She travelled in Europe every summer from 1929–39 with the American literary publisher and modernist Jane Heap and Heap's friend Florence Reynolds. Champcommunal was in the Bavarian Alps with her two friends and the American journalists/writers Solita Solano and Janet Flanner at the outbreak of World War II and the group managed to return to London via Switzerland. Heap would remain in London as Champcommunal's partner until her death in 1964.

==Editor's role==
Champcommunal became the first editor of the Vogue London edition, which was launched in September 1916. Produced in Europe to bypass shipping restrictions and paper shortages, the British version was largely a reproduction of the American edition initially, but Champcommunal thought it important that Vogue be more than a fashion magazine and it later included articles on health and beauty, society and sport, as well as travel and opinion pieces.
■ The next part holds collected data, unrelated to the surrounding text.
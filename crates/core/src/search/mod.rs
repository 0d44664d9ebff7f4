//! Quick search for filing locations.

use std::collections::HashMap;
use std::sync::Arc;

use tokio::sync::RwLock;
use tokio_util::sync::CancellationToken;
use tracing::{debug, warn};

use crate::cancellation::OperationSlot;
use crate::http::{endpoints, HttpPipeline, RequestOutcome, RequestResult};
use crate::location::{FilingLocation, LocationType, LocationsResponse, SearchConfiguration};

/// Issues quick searches and drops location types the cabinet excludes.
///
/// Exclusion lists are fetched once per cabinet and kept for the lifetime of
/// the coordinator. Failed configuration fetches are not cached.
pub struct SearchCoordinator {
    pipeline: Arc<HttpPipeline>,
    slot: OperationSlot,
    excluded_types: RwLock<HashMap<String, Vec<LocationType>>>,
}

impl SearchCoordinator {
    pub fn new(pipeline: Arc<HttpPipeline>) -> Self {
        Self {
            pipeline,
            slot: OperationSlot::new("quick_search"),
            excluded_types: RwLock::new(HashMap::new()),
        }
    }

    /// Search `cabinet_id` for `query_text`. A new search supersedes the pending one.
    pub async fn search(&self, cabinet_id: &str, query_text: &str) -> RequestOutcome {
        let token = self.supersede();
        self.search_with(cabinet_id, query_text, &token).await
    }

    /// Cancel the pending search and return the token for the next one.
    pub fn supersede(&self) -> CancellationToken {
        self.slot.supersede()
    }

    /// Search under a token from [`Self::supersede`].
    pub async fn search_with(
        &self,
        cabinet_id: &str,
        query_text: &str,
        token: &CancellationToken,
    ) -> RequestOutcome {
        debug!(cabinet = cabinet_id, query = query_text, "Quick search");

        let url = endpoints::quick_search(cabinet_id, &fixed_encode_uri_component(query_text));
        let mut result = match self.pipeline.get(&url, Some(token)).await {
            RequestOutcome::Completed(result) => result,
            RequestOutcome::Cancelled => return RequestOutcome::Cancelled,
        };
        if !result.is_successful() {
            return RequestOutcome::Completed(result);
        }

        let response: LocationsResponse = match result.parse_body() {
            Ok(response) => response,
            Err(e) => {
                warn!(url = result.request_url(), error = %e, "Unexpected search response");
                return RequestOutcome::Completed(result);
            }
        };
        if response.filing_locations.is_empty() {
            return RequestOutcome::Completed(result);
        }

        let Some(excluded) = self.excluded_types(cabinet_id, token).await else {
            return RequestOutcome::Cancelled;
        };
        apply_filter(&mut result, response, &excluded);
        RequestOutcome::Completed(result)
    }

    pub fn cancel_pending_requests(&self) {
        self.slot.cancel();
    }

    /// Cached exclusion list, fetching it on a miss. `None` when the fetch was cancelled.
    async fn excluded_types(
        &self,
        cabinet_id: &str,
        token: &CancellationToken,
    ) -> Option<Vec<LocationType>> {
        if let Some(cached) = self.excluded_types.read().await.get(cabinet_id) {
            return Some(cached.clone());
        }

        let url = endpoints::quick_search_configuration(cabinet_id);
        let result = self.pipeline.get(&url, Some(token)).await.into_result()?;
        if !result.is_successful() {
            warn!(
                cabinet = cabinet_id,
                status = result.status_code(),
                "Search configuration unavailable, not filtering"
            );
            return Some(Vec::new());
        }

        match result.parse_body::<SearchConfiguration>() {
            Ok(configuration) => {
                let excluded = configuration.excluded_types();
                self.excluded_types
                    .write()
                    .await
                    .insert(cabinet_id.to_string(), excluded.clone());
                Some(excluded)
            }
            Err(e) => {
                warn!(cabinet = cabinet_id, error = %e, "Invalid search configuration");
                Some(Vec::new())
            }
        }
    }
}

/// Percent-encode everything except `A-Z a-z 0-9 - _ . ~`.
///
/// Unlike plain URI component encoding this also escapes `! ' ( ) *`.
pub fn fixed_encode_uri_component(text: &str) -> String {
    urlencoding::encode(text).into_owned()
}

/// Drop locations whose type is in `excluded`.
pub fn filter_locations(
    locations: Vec<FilingLocation>,
    excluded: &[LocationType],
) -> Vec<FilingLocation> {
    locations
        .into_iter()
        .filter(|l| !excluded.contains(&l.location.location_type))
        .collect()
}

fn apply_filter(result: &mut RequestResult, mut response: LocationsResponse, excluded: &[LocationType]) {
    if excluded.is_empty() {
        return;
    }
    let before = response.filing_locations.len();
    response.filing_locations = filter_locations(response.filing_locations, excluded);
    debug!(
        removed = before - response.filing_locations.len(),
        "Filtered search results"
    );

    match serde_json::to_value(&response) {
        Ok(body) => result.set_body(body),
        Err(e) => warn!(error = %e, "Failed to re-serialize filtered search results"),
    }
}
//! Cooperative cancellation.
//!
//! Each operation class (prediction load, quick search, item initialization)
//! owns one [`OperationSlot`]. Starting a new operation supersedes the old one,
//! and the old operation's result is discarded instead of reaching view state.

mod deadline;
mod source;

pub use deadline::{cancel_after, Deadline};
pub use source::{CancellationTokenSource, OperationSlot};

pub use tokio_util::sync::CancellationToken;
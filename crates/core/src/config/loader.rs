use figment::{
    providers::{Env, Format, Toml},
    Figment,
};
use std::path::Path;

use super::{types::Config, ConfigError};

/// Load configuration from file with environment variable overrides
pub fn load_config(path: &Path) -> Result<Config, ConfigError> {
    if !path.exists() {
        return Err(ConfigError::FileNotFound(path.display().to_string()));
    }

    let config: Config = Figment::new()
        .merge(Toml::file(path))
        .merge(Env::prefixed("MAILFILER_").split("__"))
        .extract()
        .map_err(|e| ConfigError::ParseError(e.to_string()))?;

    Ok(config)
}

/// Load configuration from TOML string (useful for testing)
pub fn load_config_from_str(toml_str: &str) -> Result<Config, ConfigError> {
    toml::from_str(toml_str).map_err(|e| ConfigError::ParseError(e.to_string()))
}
Champcommunal remained with the magazine until the end of 1922.

==Eponymous label==
From the mid 1920s, Champcommunal had an eponymous couture label in France. An advertisement in a French periodical of 1926 places her salon in the Rue de Penthièvre, in the eighth arrondissement of Paris. Champcommunal's reputation was significant enough for one of her gowns to feature in the same year in an American newspaper article entitled: "Clothes that express fall fashion decrees".

==Worth London==
After moving back to Britain with Jane Heap, Champcommunal was appointed head designer with the firm of J. Reville-Terry. When this took over the British operation of Worth in 1936 – a formal split from the Paris arm – Champcommunal became house designer for Worth London.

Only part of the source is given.